AIP, defined as log(TG/HDL-C), and the TG/HDL-C ratio are composite lipid indices reflecting both dyslipidemia and insulin resistance, and their elevation generally indicates an atherogenic lipoprotein phenotype (14). Our findings confirm previous reports that AIP and the TG/HDL-C ratio are significantly higher in patients with DR, particularly in those with proliferative DR (PDR). Namitha et al. (15) similarly observed that even when traditional lipid parameters were within normal ranges, AIP could still discriminate DR risk. Several studies have also linked elevated TG/HDL-C to microvascular complications, including DR and diabetic kidney disease (8, 16).
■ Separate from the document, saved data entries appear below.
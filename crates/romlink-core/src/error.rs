//! Common error types for transports and protocols

use thiserror::Error;

/// Errors raised by a physical transport or one of its connections
#[derive(Debug, Error, Clone, PartialEq, Eq)]
pub enum TransportError {
    #[error("Connection failed: {0}")]
    ConnectionFailed(String),

    #[error("Connection closed")]
    ConnectionClosed,

    #[error("Device not found: {0}")]
    DeviceNotFound(String),

    #[error("Send failed: {0}")]
    SendFailed(String),

    #[error("Receive failed: {0}")]
    ReceiveFailed(String),

    #[error("Timeout: {0}")]
    Timeout(String),

    #[error("Transport not supported: {0}")]
    Unsupported(String),

    /// A telemetry stream owns the connection; no request frames may be sent
    #[error("Telemetry stream active, request frames are blocked")]
    StreamActive,
}

/// Result type for protocol operations
pub type ProtocolResult<T> = Result<T, ProtocolError>;

/// Errors that can occur while driving an ECU protocol
#[derive(Debug, Error)]
pub enum ProtocolError {
    /// Transport/communication error, propagated as-is
    #[error("Transport error: {0}")]
    Transport(#[from] TransportError),

    /// Key derivation was handed a seed of the wrong size
    #[error("Invalid seed length: expected 2 bytes, got {0}")]
    InvalidSeedLength(usize),

    /// The ECU did not acknowledge the security key
    #[error("Security access denied: expected response {expected}, got {actual}")]
    SecurityAccessDenied {
        /// Expected leading bytes (hex)
        expected: String,
        /// Actual leading bytes (hex)
        actual: String,
    },

    /// The supplied ROM image does not match the ECU's address space
    #[error("Invalid ROM size: expected {expected} bytes, got {actual}")]
    InvalidRomSize { expected: usize, actual: usize },

    /// Response was malformed or too short
    #[error("Invalid response: {0}")]
    InvalidResponse(String),

    /// ECU returned a negative response
    #[error("Negative response to service 0x{service:02X}: {message} (NRC 0x{nrc:02X})")]
    NegativeResponse {
        service: u8,
        nrc: u8,
        message: String,
    },

    /// Capability not offered by this protocol
    #[error("Not supported: {0}")]
    NotSupported(String),
}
From a clinical perspective, both AIP and the TG/HDL-C ratio have several practical advantages. They are calculated from routinely available lipid parameters, require no additional laboratory testing, and can be easily implemented in primary care or endocrinology clinics as low-cost markers of atherogenic dyslipidemia. In the context of DR, elevated AIP or TG/HDL-C values may help flag patients with T2DM who are at higher microvascular risk and who might benefit from more intensive ophthalmologic surveillance or earlier referral for retinal imaging. However, the pooled effect sizes in the present analysis were modest, prediction intervals were wide, and there was substantial overlap in index values between DR(−) and DR(+) groups. Therefore, at this stage, AIP and the TG/HDL-C ratio should be regarded as adjunctive risk markers rather than stand-alone diagnostic tests, and they cannot replace established predictors such as diabetes duration, HbA1c, or established clinical grading systems. Moreover, because AIP and the TG/HDL-C ratio are well-established markers of cardiovascular disease risk, elevated values in patients with DR may in part reflect a shared macrovascular disease burden; careful accounting for pre-existing cardiovascular disease and its treatments will therefore be essential in future studies to determine whether these indices provide incremental information on DR risk beyond their established role in cardiovascular risk stratification.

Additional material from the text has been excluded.